Computer aided drug design plays an important role in drug discovery and development and has become an essential tool in the pharmaceutical industry. In the present research study, the free online computational program Molinspiration Cheminformatics Toolkit (http://www.molinspiration.com) was used to evaluate the pharmacokinetic properties of ambucaine based on Lipinski's rule of five. Miscreen (http://www.molinspiration.com), a molinspiration virtual screening engine, was used to calculate bioactivity scores for ambucine. This computational tool is used to find ligands that modulate GPCRs, ion channels, nuclear receptors, and to identify kinase inhibitors, protease inhibitors, and enzyme inhibitors.

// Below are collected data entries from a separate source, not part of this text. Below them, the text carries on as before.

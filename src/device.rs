// src/device.rs
//! Graphics device boundary.
//!
//! The pipeline never talks to a graphics API directly: texture creation and
//! deletion go through the object-safe [`RenderDevice`] trait with opaque
//! `u64` handles, so the compile and cache stages are testable without a GPU.
//! [`WgpuDevice`] is the production adapter. [`GpuTexture`] is the shared
//! handle wrapper; dropping the last reference posts the delete to the
//! deferred free queue instead of touching the device inline.

use std::collections::HashMap;
use std::sync::atomic::{AtomicU64, Ordering};
use std::sync::Arc;

use parking_lot::Mutex;

use crate::deferred::{DeferredOperations, FreeOp};
use crate::error::{Error, Result};
use crate::format::TextureKind;
use crate::mipmap::MipChain;
use crate::pixels::PixelFormat;

/// Everything a device needs to create one texture.
#[derive(Clone, Debug)]
pub struct TextureDesc {
    pub label: String,
    pub width: u32,
    pub height: u32,
    pub depth: u32,
    pub format: PixelFormat,
    pub mip_count: u32,
    pub kind: TextureKind,
}

/// Minimal device interface used by the render-thread queue drains.
pub trait RenderDevice: Send + Sync {
    /// Create a texture and upload all mip payloads. `mips[i]` holds the
    /// bytes of level `i` for every depth layer.
    fn create_texture(&self, desc: &TextureDesc, mips: &[&[u8]]) -> Result<u64>;

    /// Destroy a texture previously returned by `create_texture`.
    fn delete_texture(&self, handle: u64);
}

// ────────────────────────────────────────────────────────────────────────────
// Shared GPU texture handle
// ────────────────────────────────────────────────────────────────────────────

/// A live GPU texture shared between materials.
///
/// Deletion is deferred: the last drop posts a free operation, and the render
/// thread releases the device object on its next drain.
pub struct GpuTexture {
    handle: u64,
    desc: TextureDesc,
    ops: Arc<DeferredOperations>,
}

impl GpuTexture {
    /// Create the device texture from a baked mip chain and wrap it.
    pub fn create(
        device: &dyn RenderDevice,
        desc: TextureDesc,
        chain: &MipChain,
        ops: Arc<DeferredOperations>,
    ) -> Result<Arc<Self>> {
        let mips: Vec<&[u8]> = chain.levels().iter().map(|l| l.data()).collect();
        let handle = device.create_texture(&desc, &mips)?;
        Ok(Arc::new(Self { handle, desc, ops }))
    }

    #[inline]
    pub fn handle(&self) -> u64 {
        self.handle
    }

    #[inline]
    pub fn desc(&self) -> &TextureDesc {
        &self.desc
    }
}

impl Drop for GpuTexture {
    fn drop(&mut self) {
        self.ops.add_free(FreeOp::Texture(self.handle));
    }
}

impl std::fmt::Debug for GpuTexture {
    fn fmt(&self, f: &mut std::fmt::Formatter<'_>) -> std::fmt::Result {
        f.debug_struct("GpuTexture")
            .field("handle", &self.handle)
            .field("label", &self.desc.label)
            .finish()
    }
}

// ────────────────────────────────────────────────────────────────────────────
// wgpu adapter
// ────────────────────────────────────────────────────────────────────────────

/// Production device backed by wgpu.
///
/// Three-component formats have no wgpu equivalent; their texel data is padded
/// to four components during upload.
pub struct WgpuDevice {
    device: wgpu::Device,
    queue: wgpu::Queue,
    textures: Mutex<HashMap<u64, wgpu::Texture>>,
    next_handle: AtomicU64,
}

impl WgpuDevice {
    pub fn new(device: wgpu::Device, queue: wgpu::Queue) -> Self {
        Self {
            device,
            queue,
            textures: Mutex::new(HashMap::new()),
            next_handle: AtomicU64::new(1),
        }
    }

    fn wgpu_format(format: PixelFormat) -> wgpu::TextureFormat {
        match format {
            PixelFormat::R8 => wgpu::TextureFormat::R8Unorm,
            PixelFormat::Rg8 => wgpu::TextureFormat::Rg8Unorm,
            PixelFormat::Rgb8 | PixelFormat::Rgba8 => wgpu::TextureFormat::Rgba8Unorm,
            PixelFormat::R32F => wgpu::TextureFormat::R32Float,
            PixelFormat::Rg32F => wgpu::TextureFormat::Rg32Float,
            PixelFormat::Rgb32F | PixelFormat::Rgba32F => wgpu::TextureFormat::Rgba32Float,
            PixelFormat::Dxt1 => wgpu::TextureFormat::Bc1RgbaUnorm,
            PixelFormat::Dxt3 => wgpu::TextureFormat::Bc2RgbaUnorm,
        }
    }

    /// Expand 3-component data to 4 components for upload.
    fn pad_rgb(format: PixelFormat, data: &[u8]) -> Option<Vec<u8>> {
        match format {
            PixelFormat::Rgb8 => {
                let mut out = Vec::with_capacity(data.len() / 3 * 4);
                for texel in data.chunks_exact(3) {
                    out.extend_from_slice(texel);
                    out.push(255);
                }
                Some(out)
            }
            PixelFormat::Rgb32F => {
                let src: &[f32] = bytemuck::cast_slice(data);
                let mut out = Vec::with_capacity(src.len() / 3 * 4);
                for texel in src.chunks_exact(3) {
                    out.extend_from_slice(texel);
                    out.push(1.0);
                }
                Some(bytemuck::cast_slice(&out).to_vec())
            }
            _ => None,
        }
    }

    fn upload_layout(
        format: PixelFormat,
        width: u32,
        height: u32,
        padded: bool,
    ) -> (u32, u32) {
        match format {
            PixelFormat::Dxt1 => (width.div_ceil(4) * 8, height.div_ceil(4)),
            PixelFormat::Dxt3 => (width.div_ceil(4) * 16, height.div_ceil(4)),
            _ => {
                let bpp = if padded {
                    match format {
                        PixelFormat::Rgb8 => 4,
                        PixelFormat::Rgb32F => 16,
                        _ => unreachable!(),
                    }
                } else {
                    format.bytes_per_pixel() as u32
                };
                (width * bpp, height)
            }
        }
    }
}

impl RenderDevice for WgpuDevice {
    fn create_texture(&self, desc: &TextureDesc, mips: &[&[u8]]) -> Result<u64> {
        if mips.len() != desc.mip_count as usize {
            return Err(Error::device(format!(
                "texture '{}': {} mip payloads for mip_count {}",
                desc.label,
                mips.len(),
                desc.mip_count
            )));
        }

        let texture = self.device.create_texture(&wgpu::TextureDescriptor {
            label: Some(&desc.label),
            size: wgpu::Extent3d {
                width: desc.width,
                height: desc.height,
                depth_or_array_layers: desc.depth,
            },
            mip_level_count: desc.mip_count,
            sample_count: 1,
            dimension: wgpu::TextureDimension::D2,
            format: Self::wgpu_format(desc.format),
            usage: wgpu::TextureUsages::TEXTURE_BINDING | wgpu::TextureUsages::COPY_DST,
            view_formats: &[],
        });

        for (level, data) in mips.iter().enumerate() {
            let w = (desc.width >> level).max(1);
            let h = (desc.height >> level).max(1);
            let padded = Self::pad_rgb(desc.format, data);
            let upload: &[u8] = padded.as_deref().unwrap_or(data);
            let (bytes_per_row, rows) =
                Self::upload_layout(desc.format, w, h, padded.is_some());
            self.queue.write_texture(
                wgpu::ImageCopyTexture {
                    texture: &texture,
                    mip_level: level as u32,
                    origin: wgpu::Origin3d::ZERO,
                    aspect: wgpu::TextureAspect::All,
                },
                upload,
                wgpu::ImageDataLayout {
                    offset: 0,
                    bytes_per_row: Some(bytes_per_row),
                    rows_per_image: Some(rows),
                },
                wgpu::Extent3d {
                    width: w,
                    height: h,
                    depth_or_array_layers: desc.depth,
                },
            );
        }

        let handle = self.next_handle.fetch_add(1, Ordering::Relaxed);
        self.textures.lock().insert(handle, texture);
        Ok(handle)
    }

    fn delete_texture(&self, handle: u64) {
        if let Some(texture) = self.textures.lock().remove(&handle) {
            texture.destroy();
        }
    }
}

#[cfg(test)]
mod tests {
    use super::*;

    #[test]
    fn test_wgpu_format_mapping() {
        assert_eq!(
            WgpuDevice::wgpu_format(PixelFormat::Rgb8),
            wgpu::TextureFormat::Rgba8Unorm
        );
        assert_eq!(
            WgpuDevice::wgpu_format(PixelFormat::Dxt1),
            wgpu::TextureFormat::Bc1RgbaUnorm
        );
        assert_eq!(
            WgpuDevice::wgpu_format(PixelFormat::R32F),
            wgpu::TextureFormat::R32Float
        );
    }

    #[test]
    fn test_pad_rgb8() {
        let padded = WgpuDevice::pad_rgb(PixelFormat::Rgb8, &[1, 2, 3, 4, 5, 6]).unwrap();
        assert_eq!(padded, vec![1, 2, 3, 255, 4, 5, 6, 255]);
        assert!(WgpuDevice::pad_rgb(PixelFormat::Rgba8, &[0; 4]).is_none());
    }

    #[test]
    fn test_upload_layout_compressed() {
        assert_eq!(
            WgpuDevice::upload_layout(PixelFormat::Dxt1, 8, 8, false),
            (16, 2)
        );
        assert_eq!(
            WgpuDevice::upload_layout(PixelFormat::Rgba8, 8, 8, false),
            (32, 8)
        );
    }
}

The molecular properties of ambucaine were calculated using Molinspiration Cheminformatics and the data are shown in the table. Ambucaine drug similarity was evaluated by Lipinski's rule of five, which deals with four simple physicochemical parameters (log P ≤ 5, molecular weight ≤ 500, number of hydrogen bond acceptors ≤ 10, number of hydrogen bond donors ≤ 5). Log P measurements are used to understand the dissolution behavior of a substance and thus its oral absorption and bioavailability. Ambucaine has a log P value of 3.47, indicating that it is highly lipophilic or hydrophobic. Therefore, we identify a better distribution of ambucaine after absorption in the body. The molecular weight of ambucaine was 308.42, which is within the range of ≤500. Compounds with low molecular weight are easily absorbed, distributed and transported compared to compounds with high molecular weight >500. Ambucaine also has an appropriate number of hydrogen bond acceptors and hydrogen bond donors, i.e. 2 and 5, to ensure efficient interaction with the hydrogen bond groups of refractory receptors. 10 number of rotatable bond in ambucaine explains the flexibility and conformational changes of ambucaine upon binding to receptors. It is accepted that the number of rotatable bonds should be 10 or less to confer oral bioavailability. The TPSA value of 64.80 for ambucaine shows a good intestinal absorption and blood-brain barrier penetration rate. In addition, ambucaine does not violate Lipinski's parameters, making it a drug-like molecule.

The Ambucaine has exhibited calculated bioactivity score -0.01 for GPCR ligand, 0.09 for Ion channel modulator, -0.03 for Kinase inhibitor, -0.10 for nuclear receptor ligand, -0.11 for Protease inhibitor, and -0.02 for Enzyme inhibitor.